I have lost my sense of time. Days and particularly weeks are not making any sense to me. This is most likely the result of the ‘sudden’ change in my routine. Most of my weekdays are now spent at Mejan rather than being divided up between three schools with no two consecutive days in the same place. It is great being able to focus more on what I am doing there, and I have also noticed that I am starting to have an even better working relationship with the tutors and other students. The stress and urgency that I felt, and no doubt exuded, last term is no longer there and this I am sure makes for easier and more productive working days – for everyone! Being present is a sign of my interest and it makes it easier for others to be interested too. I also have time to be more interested in what other people are doing which is doubly rewarding as our discussions are most often in Swedish.

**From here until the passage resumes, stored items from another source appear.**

//! CLI command implementations
//!
//! Every command follows the same sequence:
//! 1. Resolve configuration (file, then flag overrides)
//! 2. Load both source files
//! 3. Link and index once
//! 4. Run the command against the read-only dataset

use std::io::{self, Write};
use std::path::Path;

use crate::executor::limit;
use crate::export::write_results;
use crate::filters::create_filters;
use crate::index::NeoDatabase;
use crate::loader::{load_approaches, load_neos};
use crate::observability::{log_event_with_fields, Event, Logger, ObservationScope, Timer};

use super::args::{Cli, Command, InspectArgs, QueryArgs};
use super::config::Config;
use super::errors::CliResult;

/// Parse arguments and run the selected command
pub fn run() -> CliResult<()> {
    let cli = Cli::parse_args();
    run_command(cli)
}

/// Run the appropriate command based on CLI args
pub fn run_command(cli: Cli) -> CliResult<()> {
    let config = resolve_config(&cli)?;
    let db = load_database(&config)?;

    let stdout = io::stdout();
    let mut out = stdout.lock();

    match cli.command {
        Command::Inspect(args) => {
            inspect(&db, &args, &mut out)?;
        }
        Command::Query(args) => {
            query(&db, &args, config.default_limit, &mut out)?;
        }
    }

    Ok(())
}

/// Load the config file (or defaults) and apply command-line overrides.
///
/// Also sets the process-wide log level.
pub fn resolve_config(cli: &Cli) -> CliResult<Config> {
    let mut config = match &cli.config {
        Some(path) => Config::load(path)?,
        None => Config::default(),
    };

    if let Some(neofile) = &cli.neofile {
        config.neo_path = neofile.clone();
    }
    if let Some(cadfile) = &cli.cadfile {
        config.cad_path = cadfile.clone();
    }

    Logger::set_min_severity(config.severity());
    Ok(config)
}

/// Load both files and build the linked dataset
pub fn load_database(config: &Config) -> CliResult<NeoDatabase> {
    load_database_from(&config.neo_path, &config.cad_path)
}

/// Load both files from explicit paths and build the linked dataset
pub fn load_database_from(neo_path: &Path, cad_path: &Path) -> CliResult<NeoDatabase> {
    let scope = ObservationScope::new("DATASET_LOAD");

    let neos = match load_neos(neo_path) {
        Ok(neos) => neos,
        Err(e) => {
            scope.fail(&e.to_string());
            return Err(e.into());
        }
    };
    let approaches = match load_approaches(cad_path) {
        Ok(approaches) => approaches,
        Err(e) => {
            scope.fail(&e.to_string());
            return Err(e.into());
        }
    };

    match NeoDatabase::new(neos, approaches) {
        Ok(db) => {
            scope.complete();
            Ok(db)
        }
        Err(e) => {
            let reason = e.to_string();
            log_event_with_fields(Event::DatasetRejected, &[("reason", reason.as_str())]);
            scope.fail(&reason);
            Err(e.into())
        }
    }
}

/// Print one NEO, and with `--verbose` its close approaches.
///
/// Returns whether a matching NEO was found.
pub fn inspect<W: Write>(db: &NeoDatabase, args: &InspectArgs, out: &mut W) -> CliResult<bool> {
    let neo = match (&args.pdes, &args.name) {
        (Some(pdes), _) => db.lookup_by_designation(pdes),
        (None, Some(name)) => db.lookup_by_name(name),
        (None, None) => None,
    };

    let Some(neo) = neo else {
        writeln!(out, "No matching NEOs exist in the database.")?;
        return Ok(false);
    };

    writeln!(out, "{}", neo)?;
    if args.verbose {
        for approach in neo.approaches() {
            writeln!(out, "- {}", approach)?;
        }
    }

    Ok(true)
}

/// Run a filtered query and print or export the results.
///
/// `default_limit` applies when `--limit` is absent. Returns the number of
/// results produced.
pub fn query<W: Write>(
    db: &NeoDatabase,
    args: &QueryArgs,
    default_limit: Option<usize>,
    out: &mut W,
) -> CliResult<usize> {
    let timer = Timer::new();
    let filters = create_filters(&args.to_options());
    let results = limit(db.query(&filters), args.limit.or(default_limit));

    let count = match &args.outfile {
        Some(path) => write_results(results, path)?,
        None => {
            let mut count = 0;
            for approach in results {
                writeln!(out, "{}", approach)?;
                count += 1;
            }
            count
        }
    };

    let filter_count = filters.len().to_string();
    let result_count = count.to_string();
    let elapsed = timer.elapsed_ms();
    log_event_with_fields(
        Event::QueryComplete,
        &[
            ("elapsed_ms", elapsed.as_str()),
            ("filters", filter_count.as_str()),
            ("results", result_count.as_str()),
        ],
    );

    Ok(count)
}

#[cfg(test)]
mod tests {
    use super::*;
    use crate::model::{ApproachRecord, CloseApproach, NearEarthObject, NeoRecord};
    use std::path::PathBuf;

    fn dataset() -> NeoDatabase {
        let neos = vec![
            NearEarthObject::from_record(&NeoRecord::new("433", "Eros", "16.84", "N")).unwrap(),
            NearEarthObject::from_record(&NeoRecord::new("99942", "Apophis", "0.37", "Y")).unwrap(),
        ];
        let approaches = vec![
            CloseApproach::from_record(&ApproachRecord::new("433", "2025-Jan-01 00:00", "0.15", "5.1"))
                .unwrap(),
            CloseApproach::from_record(&ApproachRecord::new("99942", "2029-Apr-13 21:46", "0.00025", "7.42"))
                .unwrap(),
            CloseApproach::from_record(&ApproachRecord::new("433", "2030-Jan-01 00:00", "0.3", "6"))
                .unwrap(),
        ];
        NeoDatabase::new(neos, approaches).unwrap()
    }

    fn output(buffer: Vec<u8>) -> String {
        String::from_utf8(buffer).unwrap()
    }

    #[test]
    fn test_inspect_by_name_verbose() {
        let db = dataset();
        let args = InspectArgs {
            name: Some("Eros".into()),
            verbose: true,
            ..Default::default()
        };

        let mut buffer = Vec::new();
        assert!(inspect(&db, &args, &mut buffer).unwrap());

        let text = output(buffer);
        let lines: Vec<&str> = text.lines().collect();
        assert_eq!(lines.len(), 3);
        assert!(lines[0].starts_with("NEO 433 (Eros)"));
        assert!(lines[1].starts_with("- On 2025-01-01 00:00"));
    }

    #[test]
    fn test_inspect_missing() {
        let db = dataset();
        let args = InspectArgs {
            pdes: Some("1".into()),
            ..Default::default()
        };

        let mut buffer = Vec::new();
        assert!(!inspect(&db, &args, &mut buffer).unwrap());
        assert_eq!(output(buffer), "No matching NEOs exist in the database.\n");
    }

    #[test]
    fn test_query_to_stdout() {
        let db = dataset();
        let args = QueryArgs {
            max_distance: Some(0.2),
            ..Default::default()
        };

        let mut buffer = Vec::new();
        assert_eq!(query(&db, &args, None, &mut buffer).unwrap(), 2);
        assert_eq!(output(buffer).lines().count(), 2);
    }

    #[test]
    fn test_query_default_limit() {
        let db = dataset();
        let mut buffer = Vec::new();
        assert_eq!(query(&db, &QueryArgs::default(), Some(1), &mut buffer).unwrap(), 1);

        let args = QueryArgs {
            limit: Some(0),
            ..Default::default()
        };
        let mut buffer = Vec::new();
        assert_eq!(query(&db, &args, Some(1), &mut buffer).unwrap(), 3);
    }

    #[test]
    fn test_query_to_file() {
        let db = dataset();
        let dir = tempfile::tempdir().unwrap();
        let path = dir.path().join("hazardous.json");
        let args = QueryArgs {
            hazardous: true,
            outfile: Some(path.clone()),
            ..Default::default()
        };

        let mut buffer = Vec::new();
        assert_eq!(query(&db, &args, None, &mut buffer).unwrap(), 1);
        assert!(buffer.is_empty());

        let written: serde_json::Value =
            serde_json::from_str(&std::fs::read_to_string(path).unwrap()).unwrap();
        assert_eq!(written[0]["neo"]["name"], "Apophis");
    }

    #[test]
    fn test_resolve_config_overrides() {
        let cli = Cli {
            config: None,
            neofile: Some(PathBuf::from("x.csv")),
            cadfile: None,
            command: Command::Query(QueryArgs::default()),
        };
        let config = resolve_config(&cli).unwrap();
        assert_eq!(config.neo_path, PathBuf::from("x.csv"));
        assert_eq!(config.cad_path, PathBuf::from("data/cad.json"));
    }

    #[test]
    fn test_load_missing_files() {
        let err = load_database_from(Path::new("/nonexistent/neos.csv"), Path::new("/nonexistent/cad.json"))
            .unwrap_err();
        assert_eq!(err.code_str(), "NEO_CLI_LOAD_FAILED");
    }
}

On two occasions this week I have explained my work in Swedish! At least I think I have explained my work!! Once to some visiting tutors at college, and also to two new staff at the Andersson Sandström gallery where I returned to buy catalogues of Riitta Paivalainen whom they are showing at the moment. It is somehow both wonderful and worrying to discover a successful artist whose work is related/parallel/similar to one’s own. Paivalainen’s works with second-hand clothes and mentions that she is interested in their unknown histories. There is a picture of a piece in which she uses shirts that could easily have come from my collection.
Not only does her content give me things to think about but her form does too. She produces large-scale photographs of garments and fabric in specific conditions and locations. She states that she is a photographer rather than an installation artist. Her interest is in the image rather than the encounter with the real objects. Reading this led me to think about two things; firstly that there is a saleable (re-exhibitable!) product (artwork), and secondly that as she sets up her photographs in isolated landscapes she most likely avoids problems of permissions and public accessibility. Producing an image affords her a level of control and possibility that would be hard to achieve if the site-specific installations were the artwork. This has certainly given me something to think about!
Where might the objects I produce and collect be located if I were to place them somewhere to be photographed? Not in the natural landscape (as Paivalainen’s are) … I think I see them being somewhere more architectural. Architectural and yet at odds with them, the polished cake tins of Glory do not belong in a kitchen – I would like to see them re-placing classical busts somewhere … Sir John Soane’s house? … in the V&A Museum?